Holding onto your team

There seems to be a new global phenomena. The Americans have called it the “Great Resignation”. It seems that the pandemic has pushed employees to rethink their careers, work conditions and long-term goals. Those workplaces that are now attempting to bring their employees to the office, all the time, are being faced by the employees’ desire to have the freedom to keep working from home with many looking for a new job when this flexibility is not offered. Additionally, many workers, particularly in younger cohorts, are seeking to gain a better work–life balance. Restaurants and hotels, industries that require in-person interactions, have been hit the hardest by waves of resignations. Studies show that the the exodus is being driven by Millennials and Generation Z, who are more likely to be dissatisfied with their work-life balance.

Many businesses are presently likely to be juggling between two pressing needs: recruiting new staff to replace the people who have left and recruiting new people to support business growth. In some economic sectors and various job roles the scarcity is real — too few people for too many jobs.

The best way to stabilise any business is to stem the tsunami of attrition and increase the retention of its employees. Therefore, besides the frantic need to recruit more people, any business needs to make sure that they do not forget about its present employees – those showing up day-in and day-out shouldering the work that needs to get done. Businesses need to make sure that they know what these people — the ones who are here, working for and with you — need now. The short answer is they need to be seen for who they are and what they are contributing. It’s the job of every business leader to make sure they’re getting the recognition they deserve.

It is true that business leaders, managers and I dare say HR managers have been dealing with a lot of uncertainty and change – your plate is over flowing. Not having the right people in the right quantities in the right seats to get the work done creates a hamster-wheel effect — you keep running, faster and faster, exhausted with forces outside your control. However let us focus on controlling what business leaders can control. If you want to stem the rate of employee turnover in your organisation or team, you – as a business leader – must look inside yourself and decide what is possible. Below are some pointers to help business leaders pause and see what is possible, what can be done to make a difference.

Be aware of your impact: As business leaders, people are watching you all the time whether you realise it or not. So, pause and consider how you are showing up in both your words and your actions. Are you aware of how your own concerns and frustrations are experienced by others? Are you unintentionally adding to their fear and uncertainty? When you become aware of your impact, you can control it and steer it in the right direction.

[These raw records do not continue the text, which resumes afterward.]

//! Request/response wrapper around the scheduler, plus next-task suggestion.
//!
//! This is the shape an outer transport (CLI, HTTP) hands in: an optional
//! range, optional working-hour override and whether completed tasks count.

use std::cmp::Reverse;

use anyhow::{Context, Result};
use chrono::{Days, NaiveDate, NaiveDateTime};
use serde::{Deserialize, Serialize};
use tracing::info;

use crate::config::{SchedulerConfig, hhmm};
use crate::schedule::{ScheduledEntry, Scheduler};
use crate::task::{Priority, Task};

pub const DEFAULT_RANGE_DAYS: u64 = 7;

#[derive(Debug, Clone, Default, PartialEq, Eq, Serialize, Deserialize)]
pub struct WorkHours {
    /// "HH:MM"
    pub start: Option<String>,
    /// "HH:MM"
    pub end: Option<String>,
}

impl WorkHours {
    pub fn apply(&self, mut config: SchedulerConfig) -> Result<SchedulerConfig> {
        if let Some(start) = &self.start {
            config.work_start =
                hhmm::parse(start).with_context(|| format!("invalid work_hours.start '{start}'"))?;
        }
        if let Some(end) = &self.end {
            config.work_end = hhmm::parse(end).with_context(|| format!("invalid work_hours.end '{end}'"))?;
        }
        Ok(config)
    }
}

#[derive(Debug, Clone, Default, PartialEq, Eq, Serialize, Deserialize)]
pub struct ScheduleRequest {
    /// Defaults to "now".
    #[serde(default)]
    pub start_date: Option<NaiveDateTime>,
    /// Defaults to start + 7 days.
    #[serde(default)]
    pub end_date: Option<NaiveDateTime>,
    #[serde(default)]
    pub work_hours: Option<WorkHours>,
    #[serde(default)]
    pub include_completed: bool,
}

#[derive(Debug, Clone, PartialEq, Eq, Serialize, Deserialize)]
pub struct ScheduleResponse {
    pub message: String,
    pub schedule: Vec<ScheduledEntry>,
    pub start_date: NaiveDateTime,
    pub end_date: NaiveDateTime,
    pub tasks_scheduled: usize,
}

/// Resolve the request against `base` config and `now`, then schedule the
/// pending tasks.
pub fn plan(
    base: &SchedulerConfig,
    tasks: &[Task],
    request: &ScheduleRequest,
    now: NaiveDateTime,
) -> Result<ScheduleResponse> {
    let start = request.start_date.unwrap_or(now);
    let end = match request.end_date {
        Some(end) => end,
        None => start
            .checked_add_days(Days::new(DEFAULT_RANGE_DAYS))
            .context("end date out of range")?,
    };

    let config = match &request.work_hours {
        Some(hours) => hours.apply(base.clone())?,
        None => base.clone(),
    };
    config.validate().context("invalid scheduler configuration")?;

    let pending: Vec<Task> = tasks
        .iter()
        .filter(|t| request.include_completed || !t.is_completed)
        .cloned()
        .collect();

    if pending.is_empty() {
        return Ok(ScheduleResponse {
            message: "No tasks to schedule".to_string(),
            schedule: Vec::new(),
            start_date: start,
            end_date: end,
            tasks_scheduled: 0,
        });
    }

    let schedule = Scheduler::new(config).create_schedule(&pending, start, end);
    info!(pending = pending.len(), entries = schedule.len(), %start, %end, "plan complete");

    Ok(ScheduleResponse {
        message: "Schedule generated successfully".to_string(),
        tasks_scheduled: schedule.len(),
        schedule,
        start_date: start,
        end_date: end,
    })
}

/// The task to work on next: highest priority among incomplete tasks, then
/// earliest due date (undated last). Ties keep input order.
pub fn suggest_next(tasks: &[Task]) -> Option<&Task> {
    tasks
        .iter()
        .filter(|t| !t.is_completed)
        .min_by_key(|t| suggestion_key(t.priority, t.due_date))
}

fn suggestion_key(priority: Priority, due: Option<NaiveDate>) -> (Reverse<Priority>, bool, Option<NaiveDate>) {
    (Reverse(priority), due.is_none(), due)
}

Focus on potential and possibility: This is a time to be grounded in pragmatism blended with possibility, gratitude and recognition of what your people, old and new, are going through. When dealing with difficult situations instead of communicating fear and uncertainty, turn your focus on the following:

What do you envision as the best possible outcome for this situation?
What excites you about that?
What can you and your team learn from the present challenge?

When you communicate to your people in this way, the impact is one of potential and possibility instead of fear and uncertainty.

Give your employees the respect and attention they deserve: The marketplace for talent has shifted. You need to think of your employees like customers and put thoughtful attention into retaining them. This is the first step to slow attrition and regain your growth curve. This cannot happen when your employees feel ignored or underappreciated for the effort they make to keep business moving forward. You cannot take your people for granted and expect them to stay — healthy relationships do not work that way. So any business leaders needs to make sure that they help employees see and claim the positive impact they are making in the organisation, acknowledge not just what they are doing, but why it matters. People want to know they are making a difference.These are not one-time conversations. You can’t just wade in, have a talk and think all is good. This should be the primary focus of each manager and leader in your company. This may ignite the need for a systemic look at how and what is recognised and rewarded in your organisation. Now may be the time to challenge the status quo if what you are seeing from your people and hearing from the talent marketplace is misaligned to your company’s current reality. This is not just about paying people more — research tells us the motivational effect of pay raises is short-lived. Just as important is how you recognise and value the contributions and impact of your people. Think about the DNA of your organisation. If the old ways of doing things no longer serve the organisation and its people, figure out what does. Be willing to let go of the past … it’s gone. Play the long game here. Be sure your company’s compensation philosophy is clear and understood by all. Make sure accountability is in place so that those current employees are not shorted when new people are hired.

Engage them: Businesses are hurting and at the root of that pain for many today is a shortage of people to do the work. Your existing people feel that pain as they extend themselves to pick-up extra shifts to provide coverage, listen to customer complaints when they are helpless to fix the real issue or witness one more colleague call it “quits” when their tipping point is reached. So, be bold and engage your people in helping you solve problems. So,ask for their help – this requires courage because admitting that you do not know all the answers is vulnerable work. It takes strength and confidence to appreciate that outcomes are better when more ideas are included, when fuller representation is present and diverse perspectives are heard. Give them leeway to help mitigate the day-to-day concerns they are faced with. Create space for them to step up, participate and inform the way forward. This sends the crucial message that they are trusted and valued.

All this may seem a lot of work. However, please believe me when I say that recruiting and re-training is much harder work.